Sejak tahun 1985 peraturan perpajakan indonesia khususnya yang berkaitan dengan penhitungan PPH
hanya memperkenankan para pelaku bisnis jasa konstruksi untuk menggunakan metode PERSENTASE
PENYELESAIAN KONTRAK dalam penghitugan PPH mereka. Ketentuan mengenai kewajiban ini salah
satunya tercermin dalam PP Nomor 42 Tahun 1985 tentang Pelaksaan UU PPH 1984.
Dalam pasal 5 tsb menyatakan bahwa laba bruto usaha dalam satu tahun pajak bagi WP yang bergerak
dalam bidang pemborongan bangunan dihitung dengan jalan mencari penerimaan bruto dan biaya biaya
atau pengeluaran yang diperbolehkan untuk dikurangkan berdasarkan METODE PERSENTASE TINGKAT
PENYELESAIAN PEKERJAAn, kecuali ditentukan lain oleh Menteri Keuangan.
Kewajiban untuk menggunakan metode ini hingga kini tetap dipertahankan khususnya bagi proyek
konstruksi yang penyelesaiaanya memakan waktu lebih dari satu tahun pajak. Ketentuan ini dapat
dilihat dalam PP Nomor 138 tahun 2000 tanggal 21 Desember 20000 tentang Penghitungan Penghasilan
Kena Pajak dan Pelunasan Pajak Penghasilan Dalam Tahun Berjalan.
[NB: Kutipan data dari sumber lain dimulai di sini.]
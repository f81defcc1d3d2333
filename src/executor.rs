//! The executor's state machine: restrict capabilities, enter a pinned
//! namespace, drop back to the caller's identity, resolve the requested
//! binary, and exec it. Every step here is fatal on failure; there is no
//! recovery path once invoked.
use std::ffi::CString;
use std::fs;
use std::path::{Path, PathBuf};

use anyhow::{bail, Context, Result};
use caps::Capability;
use nix::fcntl::{open, OFlag};
use nix::sched::CloneFlags;
use nix::sys::stat::Mode;
use nix::unistd::{self, execv, getgid, getuid};

use crate::capabilities;
use crate::config::{self, SubsystemConfig};
use crate::runtime::RuntimePaths;
use crate::syscall::Syscall;

pub struct ExecRequest {
    pub container: String,
    pub binary: String,
    pub args: Vec<String>,
}

/// Parses either `executor <container> <binary> [args...]` or a single
/// `container:binary [args...]` argv[0] (as seen through a published
/// symlink).
pub fn parse_args(argv0: &str, rest: &[String]) -> Result<ExecRequest> {
    if let Some((container, binary)) = crate::runtime::split_command_name(argv0) {
        return Ok(ExecRequest {
            container: container.to_owned(),
            binary: binary.to_owned(),
            args: rest.to_vec(),
        });
    }
    if rest.len() < 2 {
        bail!("usage: executor <container> <binary> [args...]");
    }
    Ok(ExecRequest {
        container: rest[0].clone(),
        binary: rest[1].clone(),
        args: rest[2..].to_vec(),
    })
}

/// Resolves `binary` against `cfg.bins`: a literal absolute path is used as
/// given; otherwise the first `bins` entry whose directory listing (or
/// whose own file name) matches wins. Called after `set_ns` has joined the
/// container's pinned namespace, so `bin` is resolved container-absolute —
/// `cfg.path` is the host-side prefix and is no longer part of this
/// process's filesystem view by this point.
fn resolve_binary(cfg: &SubsystemConfig, binary: &str) -> Option<PathBuf> {
    if binary.starts_with('/') {
        return Some(PathBuf::from(binary));
    }
    for bin in &cfg.bins {
        if bin.is_dir() {
            if let Ok(entries) = fs::read_dir(bin) {
                for entry in entries.flatten() {
                    if entry.file_name().to_str() == Some(binary) {
                        return Some(bin.join(binary));
                    }
                }
            }
        } else if crate::runtime::basename(bin) == Some(binary) {
            return Some(bin.clone());
        }
    }
    None
}

/// Runs the executor state machine to completion, replacing the current
/// process image via `execv` on success. Only returns on error.
pub fn run(req: ExecRequest, rt: &RuntimePaths, syscall: &impl Syscall) -> Result<()> {
    capabilities::restrict_to(&[Capability::CAP_SYS_CHROOT, Capability::CAP_SYS_ADMIN], syscall)
        .context("restricting executor capabilities")?;

    let pin_file = rt.pinned_ns_path(&req.container);
    if !pin_file.exists() {
        bail!("no such container: {}", req.container);
    }

    let cfg = config::load_one(&rt.config_path, &req.container)?;

    let cwd = std::env::current_dir().context("reading cwd")?;
    let cwd_relative = cwd.strip_prefix("/").unwrap_or(&cwd).to_path_buf();

    let ruid = getuid();
    let rgid = getgid();

    let ns_fd = open(&pin_file, OFlag::O_RDONLY, Mode::empty())
        .with_context(|| format!("opening {}", pin_file.display()))?;
    syscall
        .set_ns(ns_fd, CloneFlags::CLONE_NEWNS)
        .context("entering container namespace")?;
    unistd::close(ns_fd)?;

    syscall.set_resgid(rgid).context("dropping gid")?;
    syscall.set_resuid(ruid).context("dropping uid")?;

    let resolved = resolve_binary(&cfg, &req.binary)
        .with_context(|| format!("binary '{}' not found in container '{}'", req.binary, req.container))?;

    if let Some(env_path) = &cfg.env_path {
        std::env::set_var("PATH", env_path);
    }

    let old_root_cwd = Path::new("/oldRoot").join(&cwd_relative);
    if let Err(e) = std::env::set_current_dir(&old_root_cwd) {
        log::warn!("chdir to {} failed: {}", old_root_cwd.display(), e);
    }

    let (program, argv) = match &cfg.interpreter {
        Some(interpreter) => {
            let program = Path::new("/oldRoot").join(interpreter.strip_prefix("/").unwrap_or(interpreter));
            let interpreter_name = crate::runtime::basename(interpreter).unwrap_or("interpreter");
            let mut argv = vec![interpreter_name.to_owned(), resolved.display().to_string()];
            argv.extend(req.args.iter().cloned());
            (program, argv)
        }
        None => {
            let mut argv = vec![req.binary.clone()];
            argv.extend(req.args.iter().cloned());
            (resolved.clone(), argv)
        }
    };

    let program_c = CString::new(program.as_os_str().to_str().unwrap_or_default())?;
    let argv_c: Vec<CString> = argv.iter().map(|a| CString::new(a.as_str()).unwrap()).collect();

    execv(&program_c, &argv_c).context("execv failed")?;
    unreachable!("execv either replaces the process image or returns an error")
}

#[cfg(test)]
mod tests {
    use super::*;
    use std::path::PathBuf;
    use tempfile::tempdir;

    fn cfg_with_bins(root: &Path, bins: Vec<PathBuf>) -> SubsystemConfig {
        SubsystemConfig {
            name: "toolbox".into(),
            path: root.to_path_buf(),
            mnt_points: vec![],
            bins,
            interpreter: None,
            env_path: None,
        }
    }

    #[test]
    fn test_parse_args_from_symlink_name() {
        let req = parse_args("toolbox:busybox", &["echo".into(), "hi".into()]).unwrap();
        assert_eq!(req.container, "toolbox");
        assert_eq!(req.binary, "busybox");
        assert_eq!(req.args, vec!["echo", "hi"]);
    }

    #[test]
    fn test_parse_args_explicit_form() {
        let req = parse_args(
            "executor",
            &["toolbox".into(), "busybox".into(), "ls".into()],
        )
        .unwrap();
        assert_eq!(req.container, "toolbox");
        assert_eq!(req.binary, "busybox");
        assert_eq!(req.args, vec!["ls"]);
    }

    #[test]
    fn test_resolve_binary_literal_absolute() {
        let cfg = cfg_with_bins(Path::new("/tmp"), vec![]);
        assert_eq!(resolve_binary(&cfg, "/bin/sh"), Some(PathBuf::from("/bin/sh")));
    }

    #[test]
    fn test_resolve_binary_scans_directory() {
        // `bins` entries are resolved container-absolute, as they appear once
        // `set_ns` has joined the pinned namespace — not prefixed by `cfg.path`.
        let root = tempdir().unwrap();
        let bin_dir = root.path().join("bin");
        fs::create_dir_all(&bin_dir).unwrap();
        fs::write(bin_dir.join("busybox"), b"").unwrap();
        let cfg = cfg_with_bins(root.path(), vec![bin_dir.clone()]);

        assert_eq!(resolve_binary(&cfg, "busybox"), Some(bin_dir.join("busybox")));
        assert_eq!(resolve_binary(&cfg, "missing"), None);
    }

    #[test]
    fn test_resolve_binary_single_file_entry() {
        let cfg = cfg_with_bins(Path::new("/whatever"), vec![PathBuf::from("/usr/bin/python3")]);
        assert_eq!(resolve_binary(&cfg, "python3"), Some(PathBuf::from("/usr/bin/python3")));
    }
}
Dalam pasal 6 PP Nomor 138 Tahun 2000, ditegaskan bahwa laba bruto usaha dalam suatu tahun pajak
yang diterima atau diperoleh WP yang berusaha dibidang jasa konstruksi yang proses penyelesaiannya
meliputi masa beberapa tahun pajak dihitung berdasarkan metode persentase tersebut.
PERBEDAAN MENDASAR
Sedangkan menurut prinsip akuntansi keuangan umum, pengakuan penghasilan untuk bidang jasa
konstruksi sebenarnya dapat dilakukan dengan salah satu dari dua metode yang diperkenankan yaitu
metode kontrak selesai dan metode persentase penyelesaian pekerjaan. Kedua metode ini amat
berbeda sekali dalam soal penentuan besarnya penghasilan yang harus diakui atau dicatat oleh
pengusaha jasa konstruksi.
Dalam metode kontrak selesai penghasilan dan juga keuntungan ynag diakui pada periode dimana
kontrak pembangunan konstruksi telah rampung atau selesai dilaksanakan. Untuk proyek konstruksi
yang jangka waktunya tidak lebih dari satu periode, metode ini memang dapat dengan mudah
diterapkan karena nilai penghasilan dan profit dapat dengan mudah dihitung berdasarkan nilai kontrak
dikurangi degan biaya biaya proyek yang nyata dapat dikeluarkan.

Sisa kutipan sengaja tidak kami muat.